//! Error types for SDK configuration.
//!
//! This module contains the error type returned while building a
//! [`FastlyConfig`](crate::FastlyConfig) and its validated newtypes.
//! Errors raised by API calls live in [`rest::ApiError`](crate::rest::ApiError).
//!
//! # Example
//!
//! ```rust
//! use fastly_api::{ApiToken, ConfigError};
//!
//! let result = ApiToken::new("");
//! assert!(matches!(result, Err(ConfigError::EmptyApiToken)));
//! ```

use thiserror::Error;

/// Errors that can occur during SDK configuration.
///
/// Each variant provides a clear, actionable error message.
#[derive(Debug, Error, Clone, PartialEq, Eq)]
pub enum ConfigError {
    /// API token cannot be empty.
    #[error("API token cannot be empty. Please provide a valid Fastly API token.")]
    EmptyApiToken,

    /// Endpoint URL is invalid.
    #[error("Invalid endpoint '{url}'. Expected an absolute http(s) URL (e.g., 'https://api.fastly.com').")]
    InvalidEndpoint {
        /// The invalid URL that was provided.
        url: String,
    },

    /// A required field is missing.
    #[error("Missing required field: '{field}'. This field must be set before building the configuration.")]
    MissingRequiredField {
        /// The name of the missing field.
        field: &'static str,
    },

    /// An environment variable required by [`FastlyConfig::from_env`](crate::FastlyConfig::from_env) is unset.
    #[error("Environment variable '{name}' is not set.")]
    MissingEnvVar {
        /// The name of the variable.
        name: &'static str,
    },
}

#[cfg(test)]
mod tests {
    use super::*;

    #[test]
    fn test_empty_api_token_error_message() {
        let message = ConfigError::EmptyApiToken.to_string();
        assert!(message.contains("API token cannot be empty"));
        assert!(message.contains("valid Fastly API token"));
    }

    #[test]
    fn test_invalid_endpoint_error_message() {
        let error = ConfigError::InvalidEndpoint {
            url: "api.fastly.com".to_string(),
        };
        let message = error.to_string();
        assert!(message.contains("api.fastly.com"));
        assert!(message.contains("absolute http(s) URL"));
    }

    #[test]
    fn test_missing_required_field_error_message() {
        let error = ConfigError::MissingRequiredField { field: "api_token" };
        let message = error.to_string();
        assert!(message.contains("api_token"));
        assert!(message.contains("must be set"));
    }

    #[test]
    fn test_error_implements_std_error() {
        let error = ConfigError::EmptyApiToken;
        let _: &dyn std::error::Error = &error;
    }
}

□ □ □ □

- [Exercise]
Copy exactly the stretch of data above from the line with "Errors raised by" through the line with "use thiserror::Error;", and omit all other lines.

- [Finished task]
//! Errors raised by API calls live in [`rest::ApiError`](crate::rest::ApiError).
//!
//! # Example
//!
//! ```rust
//! use fastly_api::{ApiToken, ConfigError};
//!
//! let result = ApiToken::new("");
//! assert!(matches!(result, Err(ConfigError::EmptyApiToken)));
//! ```

use thiserror::Error;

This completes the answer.